After failing the initial attempt at a blitzkrieg, the Russian attackers have shifted towards a longer-lasting military operation, which means destroying Ukraine's key infrastructure.
In a clear attempt to disable communications in the country, the Russian army has already hit Kyiv’s TV tower with missiles, and now its internet could be next.
Being an extremely important means of communication, the internet has also been targeted by the Russians, with Musk taking to Twitter to sound the alarm:
“Important warning: Starlink is the only non-Russian communications system still working in some parts of Ukraine, so probability of being targeted is high. Please use with caution,” he tweeted.
A few days into the invasion, Ukrainian Vice Prime Minister, Mykhailo Fedorov, took to Twitter to ask Elon Musk for help, to enable the Starlink satellite internet in the country. Musk responded within a day, confirming that the company will comply, and soon after, images of shipped satellite dishes emerged online.
Fedorov later tweeted a photo of a Starlink dish on a rooftop, which could make it a potential target.
When asked how the Ukrainians could use the dish “with caution,” Musk explained: “Turn on Starlink only when needed and place antenna...as far away from people as possible.”
“Place light camouflage over antenna to avoid visual detection,” he added.
Reporting on the story, PC Mag said that users could also spray it into a more inconspicuous color, but to make sure the paint doesn’t contain metal particles.
Fedorov said the Russian army uses heat scanners to target the country’s infrastructure, and has asked Musk for advice.

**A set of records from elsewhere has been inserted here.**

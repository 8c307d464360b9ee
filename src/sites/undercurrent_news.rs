use super::{Cursor, Extract, QueryEncoding, SearchTarget, SiteDefinition};
use crate::{
    browser::Page,
    pagination::{self, Paginator, ResultLayout, TitleSource},
    SearchResult,
};
use lazy_static::lazy_static;
use scraper::{Html, Selector};
use tracing::{debug, warn};

pub const KEY: &str = "undercurrent_news";

const E: &str = "Invalid selector";
lazy_static! {
    static ref ENTRY: Selector = Selector::parse(".ucn-search-entry").expect(E);
    static ref BOOKMARK: Selector = Selector::parse(r#"a[rel="bookmark"]"#).expect(E);
    static ref MESSAGE: Selector = Selector::parse(".search-msg").expect(E);
    static ref NEXT: Selector = Selector::parse(".page-numbers.next").expect(E);
}

const NOTHING_FOUND: &str = "nothing found for";

pub fn definition() -> SiteDefinition {
    SiteDefinition {
        key: KEY,
        search: SearchTarget::Custom(search_url),
        login: None,
        setup: None,
        context_file: "undercurrentnews_context.json",
        extractor: Box::new(UndercurrentExtract),
    }
}

/// The whole quoted phrase is escaped, quotes included.
fn search_url(search_phrase: &str) -> String {
    format!(
        "https://www.undercurrentnews.com/?s={}",
        QueryEncoding::Component.encode(&format!(r#""{}""#, search_phrase))
    )
}

fn nothing_found(html: &str) -> bool {
    Html::parse_document(html)
        .select(&MESSAGE)
        .any(|el| {
            el.text()
                .collect::<String>()
                .to_lowercase()
                .contains(NOTHING_FOUND)
        })
}

struct UndercurrentExtract;

impl Extract for UndercurrentExtract {
    fn paginate(&self, company_id: &str) -> Box<dyn Paginator> {
        Box::new(UndercurrentPages {
            company_id: company_id.to_string(),
            cursor: Cursor::Start,
        })
    }
}

struct UndercurrentPages {
    company_id: String,
    cursor: Cursor,
}

#[async_trait::async_trait]
impl Paginator for UndercurrentPages {
    async fn next_batch(&mut self, page: &mut dyn Page) -> Option<Vec<SearchResult>> {
        match self.cursor {
            Cursor::Done => return None,
            Cursor::Advance => {
                if let Err(e) = page.click(".page-numbers.next").await {
                    warn!("Could not open next results page: {}", e);
                    self.cursor = Cursor::Done;
                    return None;
                }
            }
            Cursor::Start => {}
        }

        let html = match page.content().await {
            Ok(html) => html,
            Err(e) => {
                warn!("Could not read results page: {}", e);
                self.cursor = Cursor::Done;
                return None;
            }
        };

        if nothing_found(&html) {
            debug!("No results for {} on {}", self.company_id, KEY);
            self.cursor = Cursor::Done;
            return Some(Vec::new());
        }

        let layout = ResultLayout {
            container: &ENTRY,
            link: &BOOKMARK,
            title: TitleSource::LinkAttr("title"),
        };
        let results = layout.scrape(&html, page.url().as_deref(), KEY, &self.company_id);
        self.cursor = if pagination::contains(&html, &NEXT) {
            Cursor::Advance
        } else {
            Cursor::Done
        };
        Some(results)
    }
}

The Starlink CEO said the users could combine the dishes with solar panels and battery packs to make any generated heat less visible.
It seems that the conflict, and Starlink’s place in it, has also given Musk a few upgrade ideas, saying that the company is working on a software update so that “Starlink can be powered from car cigarette lighter,” and that mobile roaming dishes will soon become available, as well.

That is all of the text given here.